While in many tutorial exercises as well as in job interviews, you may be asked to create a VLOOKUP formula, in the real world you will quickly find that INDEX/MATCH is a far better solution.

To understand why, let's look at the syntax of each:

VLOOKUP(lookup_value, array, col-num, lookup_type)

VLOOKUP(what?, where?, which column? , approximate search: yes or no?), just like HLOOKUP, refers to a specific column number (or row) starting from the first column (or row) of your index search (the “where”). Why the first column (or row)? Because this is where Excel will look for your "what" !!
This means you always have to include at the very least all columns (or rows) starting from the "what" column (or row) all the way to the column_index (or row_index) number in the "where" range.

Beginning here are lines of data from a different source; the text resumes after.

//! Secure index: the durable map from relative path to remote object
//! identity (§3, §4.F).

pub mod entry;
pub mod factory;
pub mod store;

pub use entry::{EntryStatus, IndexEntry};
pub use factory::{IndexFactory, OpenedIndex};
pub use store::SecureIndex;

For example, if a customer discount is in column P, and customer name is in column C, your VLOOKUP function will look something like this : VLOOKUP("customer name","C:P",14,0) with P being the 14th column starting from column C.
This can quickly become tedious with large databases.

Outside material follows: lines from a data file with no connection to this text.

//! `SecureFolder`: a view of the secure index as a folder (§4.E).
//!
//! Grounded on `original_source/sync/folder.py`'s `SecureFolder`: walks
//! the index's already-sorted `get_all()` view, bounded to entries
//! whose path starts with this folder's prefix, skipping rows whose
//! `status` is `Uploading` — those represent an in-flight upload, not
//! yet a real remote object, so surfacing them here would make the
//! diff engine think the file already exists remotely.

use crate::error::Result;
use crate::folder::path_entity::{FileVersion, PathEntity};
use crate::folder::{Folder, FolderKind};
use crate::index::{EntryStatus, IndexEntry, SecureIndex};
use crate::progress::ProgressReporter;
use std::sync::Arc;

/// Folder interface backed by the secure index rather than a real
/// directory; every path it reports is one the index already knows the
/// remote identity of.
pub struct SecureFolder {
    /// Normalized, trailing-slash prefix this view is scoped to (empty
    /// string for the whole bucket).
    prefix: String,
    index: Arc<SecureIndex>,
}

impl SecureFolder {
    pub fn new(prefix: impl Into<String>, index: Arc<SecureIndex>) -> Self {
        let mut prefix = prefix.into().replace('\\', "/");
        if !prefix.is_empty() && !prefix.ends_with('/') {
            prefix.push('/');
        }
        Self { prefix, index }
    }

    fn to_entity(&self, entry: &IndexEntry) -> PathEntity {
        let version = FileVersion::new(
            entry.remote_id.clone().unwrap_or_default(),
            entry.size,
            entry.mod_time,
            entry.hash.clone(),
        );
        PathEntity::new(
            entry.remote_name.clone().unwrap_or_default(),
            entry.path.clone(),
            entry.is_dir,
            vec![version],
        )
    }
}

impl Folder for SecureFolder {
    fn kind(&self) -> FolderKind {
        FolderKind::Secure
    }

    fn all_files(&self, _reporter: &ProgressReporter) -> Result<Vec<PathEntity>> {
        let prefix_lower = self.prefix.to_lowercase();
        let mut out = Vec::new();

        for entry in self.index.get_all() {
            if !prefix_lower.is_empty() {
                let key = entry.path.to_lowercase();
                if key < prefix_lower {
                    continue;
                }
                if !key.starts_with(&prefix_lower) {
                    break;
                }
            }
            if entry.status == EntryStatus::Uploading {
                continue;
            }
            out.push(self.to_entity(&entry));
        }
        Ok(out)
    }

    fn full_path_for(&self, entity: &PathEntity) -> String {
        if self.prefix.is_empty() {
            entity.relative_path.clone()
        } else {
            format!("{}{}", self.prefix, entity.relative_path)
        }
    }

    fn update_hash(&self, entity: &mut PathEntity) -> Result<Option<String>> {
        if entity.latest_version().hash.is_none() {
            if let Some(indexed) = self.index.get(&entity.relative_path) {
                entity.latest_version_mut().hash = indexed.hash;
            }
        }
        Ok(entity.latest_version().hash.clone())
    }
}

Furthermore, neither VLOOKUP nor HLOOKUP allow for "negative" column(row) index, meaning you cannot search to the left or up, only to the right or down; this can have drastic consequences if your database is not set up correctly (e.g. customer name in column P and discount in column C !)

Lastly, LOOKUP functions take a lot of calculation time because it has to index your whole database (the "where"), rather than the only column (or row) you are really looking for (“discount”).

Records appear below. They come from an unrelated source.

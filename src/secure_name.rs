//! Secure-name generator.
//!
//! `secure_name(path) = base64url(trim(argon2id(salt_name || path, fixed_salt)))`.
//! Grounded on `original_source/security.py::generateSecureName`, which
//! hardcoded its salt; per §9 Open Question 2 this crate requires both
//! salts to come from configuration and errors out rather than falling
//! back to a built-in constant.

use crate::error::{Result, SyncError};
use argon2::{Algorithm, Argon2, Params, Version};
use base64::engine::general_purpose::URL_SAFE_NO_PAD;
use base64::Engine;

/// Output length of the secure name's raw hash, in bytes, before
/// base64url encoding (§4.C).
const OUTPUT_LEN: usize = 16;

/// The two salts the secure-name generator and the crypto key derivation
/// both need. Both must come from configuration (§4.C, §4.L, §9 Open
/// Question 2) — there is no hardcoded fallback.
#[derive(Clone)]
pub struct Salts {
    /// Prefixed onto the path before hashing (`salt_name` in §4.C).
    pub salt_name: String,
    /// The Argon2id salt parameter itself (`fixed_salt` in §4.C). Must
    /// be at least 8 bytes.
    pub fixed_salt: Vec<u8>,
}

impl Salts {
    pub fn new(salt_name: impl Into<String>, fixed_salt: impl Into<Vec<u8>>) -> Result<Self> {
        let fixed_salt = fixed_salt.into();
        if fixed_salt.len() < 8 {
            return Err(SyncError::config(
                "fixed_salt (ARGON_SALT) must be at least 8 bytes",
            ));
        }
        Ok(Self {
            salt_name: salt_name.into(),
            fixed_salt,
        })
    }
}

/// Derive the deterministic, URL-safe opaque remote name for a relative
/// path. The fixed salt is a deliberate design choice: the mapping is
/// reversible by whoever holds the salt, because the secure index (not
/// the remote name) is this system's privacy boundary (§4.C).
pub fn secure_name(path: &str, salts: &Salts) -> Result<String> {
    let params = Params::new(
        (512 * 1024) / 1024, // memory_cost in KiB: 512 KiB
        1,                   // time_cost
        2,                   // parallelism
        Some(OUTPUT_LEN),
    )
    .map_err(|e| SyncError::crypto(format!("invalid argon2 params: {e}")))?;
    let argon2 = Argon2::new(Algorithm::Argon2id, Version::V0x13, params);

    let mut input = String::with_capacity(salts.salt_name.len() + path.len());
    input.push_str(&salts.salt_name);
    input.push_str(path);

    let mut out = [0u8; OUTPUT_LEN];
    argon2
        .hash_password_into(input.as_bytes(), &salts.fixed_salt, &mut out)
        .map_err(|e| SyncError::crypto(format!("secure name derivation failed: {e}")))?;

    Ok(URL_SAFE_NO_PAD.encode(out))
}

One word on Lookup_type: 99% of your real-world functions will require an exact match; this is a Boolean entry (value = TRUE/FALSE or 1/0). There are a few examples of approximate lookups which I will post as a separate blog. Your default should always be 0 (exact match) – you typically expect to find what you are looking for!

Now, Let's look at INDEX/MATCH

INDEX(array, row_num, col_num)

INDEX returns the value at the intersection of a row and column within an array (think database).


MATCH returns the relative position of a value in an array (think column or row).

As you probably guessed, combining INDEX and MATCH will return the value inside an array (database) at the intersection of a given row and column matching your criteria, similar to your original LOOKUP function:

INDEX(array,MATCH (row),MATCH (column))

INDEX/MATCH can be used to lookup both columns or rows at the same time.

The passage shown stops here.